Em meio a um cenário de alta volatilidade e incerteza, é essencial que as organizações de saúde parem e reflitam sobre seus avanços, retrocessos e aprendizados, bem como sobre o funcionamento do sistema de saúde em geral. As questões que se impõem são: estamos no caminho certo? Devemos ajustar nossa estratégia dada a realidade atual? É possível pensar em modelos sustentáveis?
Passados quase vinte anos do uso do conceito de medicina de valor por Michael Porter e Elizabeth Teisberg, conceito já incorporado por diversas empresas e organizações pelo mundo, um artigo recente do The New England Journal of Medicine (NEJM)1 propõe uma agenda global de medicina de valor para a próxima década.
Em um contexto de aceleração deste movimento, em parte estimulado pelas demandas urgentes criadas pela pandemia da Covid-19, a conjuntura atual apresenta três crises: de valor, de evidência e de propósito. A primeira, de valor, diz respeito ao desequilíbrio entre desfecho e custo; a crise de evidência aponta para a perda da conexão entre a pesquisa e a prática clínica; enquanto a crise de propósito, segundo os autores, percebe-se um sentimento corrosivo de desvalia dos profissionais de saúde.
Estaríamos, portanto, diante de um ponto crítico de inflexão para implementar uma nova agenda, e nosso principal desafio – mas também oportunidade – é usar os princípios de cuidados de saúde baseados em valor para transformar sistemas de saúde regionais e nacionais inteiros, como um princípio organizador transformacional. Uma agenda que envolva não apenas organizações, mas empresas, colaboradores e todos os stakeholders do setor. Incluindo os médicos, que detém a arte de promover a saúde e o bem-estar dos pacientes.
Como discutido amplamente nos últimos anos, a abordagem de cuidados de saúde baseados em valor procura otimizar a relação entre a qualidade dos cuidados de saúde e os custos envolvidos em seu fornecimento. Essa abordagem pode ajudar a reduzir o desperdício, a ineficiência e a variação desnecessária nos cuidados, e, ao mesmo tempo, melhorar a qualidade assistencial. A medição sistemática dos resultados de saúde é uma parte crítica dessa abordagem, pois permite aos provedores avaliar seu desempenho e identificar oportunidades de melhoria.
A institucionalização das medidas de desfecho é uma parte importante da agenda de valor, pois ajuda a garantir que os pacientes recebam um cuidado adequado, eficiente e centrado em suas necessidades. O alinhamento de sistemas de pagamento também é crucial para que se certifique que os prestadores de serviços sejam recompensados por oferecer o melhor cuidado possível aos pacientes.
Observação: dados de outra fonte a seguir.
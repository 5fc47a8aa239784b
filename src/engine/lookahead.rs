//! Pruned one-ply lookahead.
//!
//! Candidates are first ranked by a metric. Only the best slice of them is
//! examined further: for each, every roll of the opponent's next turn is
//! enumerated and the probability that the opponent can win immediately is
//! folded back into the score.

use rand::rngs::StdRng;
use rand::seq::SliceRandom;
use serde::{Deserialize, Serialize};

use crate::engine::bot_strategy::{choose_best, find_winning, BotStrategy};
use crate::engine::evaluator::Metric;
use crate::error::Result;
use crate::games::ninja_taisen::board::Board;
use crate::games::ninja_taisen::dice::all_outcomes;
use crate::games::ninja_taisen::moves::{gather_all_moves, CompletedMoves};
use crate::games::ninja_taisen::types::Team;

/// How many candidates receive the expensive next-turn analysis.
#[derive(Debug, Clone, PartialEq, Serialize, Deserialize)]
#[serde(default)]
pub struct LookaheadParams {
    pub pool_fraction: f64,
    pub min_pool: usize,
    pub max_pool: usize,
}

impl Default for LookaheadParams {
    fn default() -> Self {
        Self {
            pool_fraction: 0.2,
            min_pool: 10,
            max_pool: 20,
        }
    }
}

impl LookaheadParams {
    /// Pool size for `candidates` plans: `pool_fraction` of them, clamped to
    /// `[min_pool, max_pool]` and never more than exist.
    pub fn pool_size(&self, candidates: usize) -> usize {
        let target = (candidates as f64 * self.pool_fraction).round() as usize;
        target
            .clamp(self.min_pool, self.max_pool.max(self.min_pool))
            .min(candidates)
    }
}

/// Weighted probability that `opponent` has an immediately winning reply
/// on its next turn from `board`.
pub fn opponent_win_probability(board: &Board, opponent: Team) -> Result<f64> {
    match board.victorious_team() {
        Some(team) if team == opponent => return Ok(1.0),
        Some(_) => return Ok(0.0),
        None => {}
    }

    let mut probability = 0.0;
    for outcome in all_outcomes() {
        let replies = gather_all_moves(board, opponent, &outcome.rolls)?;
        if replies.iter().any(CompletedMoves::is_winning) {
            probability += outcome.probability;
        }
    }
    Ok(probability)
}

/// Rescale a metric score by the opponent's chance of winning next turn.
/// Safe positions are doubled.
pub fn adjusted_score(score: f64, opponent_win_probability: f64) -> f64 {
    if opponent_win_probability == 0.0 {
        score * 2.0
    } else {
        score * (1.0 - opponent_win_probability)
    }
}

pub struct LookaheadStrategy {
    metric: Box<dyn Metric>,
    params: LookaheadParams,
    name: String,
}

impl LookaheadStrategy {
    pub fn new(metric: Box<dyn Metric>, params: LookaheadParams) -> Self {
        let name = format!("lookahead_{}", metric.name());
        Self {
            metric,
            params,
            name,
        }
    }

    /// Indices of the candidates that go through next-turn analysis, with
    /// their metric scores. Ties at the cutoff are broken by `rng`.
    pub fn select_pool(&self, candidates: &[CompletedMoves], rng: &mut StdRng) -> Vec<(usize, f64)> {
        let mut scored: Vec<(usize, f64)> = candidates
            .iter()
            .enumerate()
            .map(|(i, c)| (i, self.metric.calculate(&c.board, c.team)))
            .collect();
        scored.shuffle(rng);
        scored.sort_by(|a, b| b.1.total_cmp(&a.1));
        scored.truncate(self.params.pool_size(candidates.len()));
        scored
    }
}

impl BotStrategy for LookaheadStrategy {
    fn name(&self) -> &str {
        &self.name
    }

    fn choose_moves<'a>(
        &self,
        candidates: &'a [CompletedMoves],
        rng: &mut StdRng,
    ) -> Result<Option<&'a CompletedMoves>> {
        if let Some(win) = find_winning(candidates) {
            return Ok(Some(win));
        }

        let pool = self.select_pool(candidates, rng);
        let mut rescored = Vec::with_capacity(pool.len());
        for (index, score) in pool {
            let candidate = &candidates[index];
            let p = opponent_win_probability(&candidate.board, candidate.team.other())?;
            tracing::trace!(index, score, opponent_win = p, "lookahead candidate");
            rescored.push((candidate, adjusted_score(score, p)));
        }
        Ok(choose_best(rescored, rng))
    }
}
Por último, mas não menos importante, os investimentos em infraestrutura robusta para expansão da saúde digital são essenciais para assegurar que os pacientes tenham acesso aos melhores cuidados de saúde possíveis, independentemente de sua localização geográfica.
A adoção e implementação dessa tríade de iniciativas demanda, evidentemente, uma coordenação em nível nacional, composta pelos responsáveis coletivos pela agenda de valor – um “system leadership” – cujas decisões devem ser compartilhadas e discutidas com todos os principais atores do setor. Trata-se de uma agenda ampla e ousada, mas se bem realizada resultará em um novo paradigma para o sistema.
Países como Singapura, Holanda e País de Gales – que já se movimentaram nessa direção – são as vitrines que deveríamos observar e aprender com suas experiências. Suas iniciativas demonstram, desde já, a importância de líderes em saúde assumirem a responsabilidade coletiva pela agenda de valor e liderarem o caminho para sua implementação efetiva.
No Brasil, já existem empresas que conduzem suas operações com maior uso de dados, aprofundamento da capacidade analítica utilizando modelos de inteligência artificial e procurando ampliar a interoperabilidade entre sistemas. A integração da rede, que é gerida a partir de uma profunda transformação digital, nos leva a uma medicina mais preventiva e personalizada, ao mesmo tempo que elimina desperdícios, fortalecendo todo o sistema.
Deixo essa reflexão para todos nós, líderes deste setor, responsáveis pela entrega de uma saúde eficiente, segura e centrada naquele que deve, sempre, estar no centro do cuidado: o paciente de todos os “sistemas” de saúde. Esta agenda de valor virá do nosso esforço colaborativo, com transparência, confiança e foco num sistema mais sustentável.